6. Under cross-examination by counsel for the 1st defendant he stated that he was elected chairman of the plaintiff in the year 2008, that Alexandra Theresia Hughes was not a shareholder of Kalenjin Enterprises and that the share certificate in her name which the 1st defendant had relied on is not genuine. Under cross-examination by counsel for the 3rd defendant, he stated that he was not a director before 2001 and that the task force was appointed by the government. Its membership included 15 District Officers who were not members of the plaintiff. He further stated there is no provision in the Articles and Memorandum of the plaintiff which allowed a task force to take over the affairs of the company.  He added that although he did not have their title deeds in court, the plots known as block 2/227 and 228 were owned by Kalenjin enterprises and that a title deed was issued in the year 2013 for Block 2/227 to the plaintiff.  He further stated that the plot was later subdivided as stated at paragraph 9 of his witness statement.

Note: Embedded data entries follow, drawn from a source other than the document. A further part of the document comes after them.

//! Core types for tldr-mirror

use chrono::{DateTime, Utc};
use serde::{Deserialize, Serialize};
use std::collections::BTreeMap;
use std::path::PathBuf;

/// Which root directory backs the page store
#[derive(Clone, Copy, Debug, PartialEq, Eq, Hash, Serialize, Deserialize)]
#[serde(rename_all = "lowercase")]
pub enum StorageLayer {
    /// Read-only snapshot shipped with the application
    Bundled,
    /// Updatable tree populated by a refresh
    Cached,
}

impl std::fmt::Display for StorageLayer {
    fn fmt(&self, f: &mut std::fmt::Formatter<'_>) -> std::fmt::Result {
        match self {
            StorageLayer::Bundled => write!(f, "bundled"),
            StorageLayer::Cached => write!(f, "cached"),
        }
    }
}

/// A language available in the active page tree
#[derive(Clone, Debug, PartialEq, Eq, Serialize, Deserialize)]
pub struct LanguageEntry {
    /// Human-readable name (autonym when known)
    pub display_name: String,
    /// Language code as used in the `pages.<code>` directory name
    pub code: String,
}

/// A platform available for the baseline language
#[derive(Clone, Debug, PartialEq, Eq, Serialize, Deserialize)]
pub struct PlatformEntry {
    /// Human-readable name
    pub display_name: String,
    /// Platform directory name
    pub code: String,
}

/// Result of looking up a single page
///
/// A missing page is an expected outcome, so it is a variant rather than an error.
#[derive(Clone, Debug, PartialEq, Eq, Serialize, Deserialize)]
#[serde(tag = "status", rename_all = "snake_case")]
pub enum PageLookup {
    /// The page exists; `content` is the stored text, unmodified
    Found {
        /// File the content was read from
        path: PathBuf,
        /// Exact file contents
        content: String,
    },
    /// No page at the attempted path
    NotFound {
        /// Path that was tried
        path: PathBuf,
        /// Command that was requested
        command: String,
    },
}

impl PageLookup {
    /// Page text, if found
    pub fn content(&self) -> Option<&str> {
        match self {
            PageLookup::Found { content, .. } => Some(content),
            PageLookup::NotFound { .. } => None,
        }
    }

    /// Path that was read or attempted
    pub fn path(&self) -> &std::path::Path {
        match self {
            PageLookup::Found { path, .. } | PageLookup::NotFound { path, .. } => path.as_path(),
        }
    }

    /// Whether the page exists
    pub fn is_found(&self) -> bool {
        matches!(self, PageLookup::Found { .. })
    }

    /// Descriptive text for a missing page, `None` when the page was found
    pub fn not_found_message(&self) -> Option<String> {
        match self {
            PageLookup::Found { .. } => None,
            PageLookup::NotFound { path, command } => Some(format!(
                "Command '{}' not found in path '{}'.",
                command,
                path.display()
            )),
        }
    }

    /// Page text, or the not-found description
    pub fn into_text(self) -> String {
        match self {
            PageLookup::Found { content, .. } => content,
            not_found => not_found.not_found_message().unwrap_or_default(),
        }
    }
}

/// Commands available per language and platform, filtered by the caller's allow-lists
///
/// Recomputed on every query and never persisted. Languages and platforms with no
/// commands are absent.
#[derive(Clone, Debug, Default, PartialEq, Eq, Serialize, Deserialize)]
#[serde(transparent)]
pub struct CommandIndex(BTreeMap<String, BTreeMap<String, Vec<String>>>);

impl CommandIndex {
    pub(crate) fn insert(&mut self, language: &str, platform: &str, mut commands: Vec<String>) {
        if commands.is_empty() {
            return;
        }
        commands.sort();
        self.0
            .entry(language.to_string())
            .or_default()
            .insert(platform.to_string(), commands);
    }

    /// Languages with at least one command
    pub fn languages(&self) -> impl Iterator<Item = &str> {
        self.0.keys().map(String::as_str)
    }

    /// Platforms with at least one command for `language`
    pub fn platforms(&self, language: &str) -> impl Iterator<Item = &str> {
        self.0
            .get(language)
            .into_iter()
            .flat_map(|platforms| platforms.keys().map(String::as_str))
    }

    /// Sorted command names for a language and platform
    pub fn commands(&self, language: &str, platform: &str) -> Option<&[String]> {
        self.0
            .get(language)
            .and_then(|platforms| platforms.get(platform))
            .map(Vec::as_slice)
    }

    /// Whether the index lists `command` for the language and platform
    pub fn contains(&self, language: &str, platform: &str, command: &str) -> bool {
        self.commands(language, platform)
            .is_some_and(|commands| commands.binary_search_by(|c| c.as_str().cmp(command)).is_ok())
    }

    /// Total number of (language, platform, command) entries
    pub fn len(&self) -> usize {
        self.0
            .values()
            .flat_map(|platforms| platforms.values())
            .map(Vec::len)
            .sum()
    }

    /// Whether the index has no entries
    pub fn is_empty(&self) -> bool {
        self.0.is_empty()
    }

    /// Borrow the underlying map
    pub fn as_map(&self) -> &BTreeMap<String, BTreeMap<String, Vec<String>>> {
        &self.0
    }
}

/// Description of the currently active layer
#[derive(Clone, Debug, PartialEq, Eq, Serialize, Deserialize)]
pub struct StoreInfo {
    /// Layer currently serving reads
    pub layer: StorageLayer,
    /// Root directory of that layer
    pub root: PathBuf,
    /// Modification time of the root, `None` when the root is absent
    pub updated_at: Option<DateTime<Utc>>,
}

/// Phase of a running refresh
#[derive(Clone, Copy, Debug, PartialEq, Eq, Serialize, Deserialize)]
#[serde(rename_all = "snake_case")]
pub enum RefreshPhase {
    /// Streaming the archive to the temporary file
    Downloading,
    /// Extracting, normalizing and installing the tree
    Extracting,
    /// The pipeline has reached its terminal event
    InstallingDone,
}

/// Snapshot of the refresh currently in flight
#[derive(Clone, Debug, PartialEq, Serialize, Deserialize)]
pub struct RefreshState {
    /// Bytes received so far
    pub bytes_downloaded: u64,
    /// Size announced by the server, if any
    pub total_bytes: Option<u64>,
    /// Current phase
    pub phase: RefreshPhase,
}

impl RefreshState {
    pub(crate) fn new() -> Self {
        Self {
            bytes_downloaded: 0,
            total_bytes: None,
            phase: RefreshPhase::Downloading,
        }
    }

    /// Download fraction in `0.0..=1.0`; zero while the total is unknown
    pub fn fraction(&self) -> f64 {
        download_fraction(self.bytes_downloaded, self.total_bytes)
    }
}

/// Event emitted during a refresh
#[derive(Clone, Debug, PartialEq, Serialize, Deserialize)]
#[serde(tag = "type", rename_all = "snake_case")]
pub enum Event {
    /// Progress update
    Progress {
        /// Phase the update belongs to
        phase: RefreshPhase,
        /// Completion fraction (0.0 to 1.0)
        fraction: f64,
        /// Short human-readable label, e.g. "Downloading… 42% (3.10 MB)"
        label: String,
    },

    /// Terminal event; exactly one per refresh
    Finished {
        /// Whether the new tree was installed
        success: bool,
        /// Human-readable outcome
        message: String,
    },
}

impl Event {
    /// Whether this is the terminal event of a refresh
    pub fn is_terminal(&self) -> bool {
        matches!(self, Event::Finished { .. })
    }
}

pub(crate) fn download_fraction(received: u64, total: Option<u64>) -> f64 {
    match total {
        Some(total) if total > 0 => (received as f64 / total as f64).min(1.0),
        _ => 0.0,
    }
}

7. The plaintiff’s case was then closed.

8. Next was the first defendant Anthony Michael Hughes who testified as DW1 and who also called Ngali Valai who testified as DW2.

9. DW1 adopted his witness statement dated 19th April 2017 as his evidence in chief and produced the documents in 1st and 3rd defendants’ list of documents dated 19th April 2017 as defence exhibits. He described himself as a businessman resident at Gilgil and stated as follows in his said witness statement:

1. Iam a male adult and the above named person of the given particulars, the 1st defendant herein and the administrator of the estate of Alexandra Theresa Hughes (deceased) who was my mother (hereinafter for purpose of this statement to be referred to as 1st defendant) and as such I am conversant with this matter and competent to make this statement.

2. Around the year 1978 the 3rd defendant rented out the suit properties to our family whereby my parents Michael Robert John Hughes and Alexandra Theresa Hughes made various renovations and we started residing there as a family.

3. That on 28th February, 1980 the Plaintiff confirmed to my late mother through a written note stating that they had no objection to the 3rd defendant transferring all his 250 shares in the company to my mother provided there was an agreement between Mr Samuel Kibowen Towett, the 3rd defendant herein and my mother.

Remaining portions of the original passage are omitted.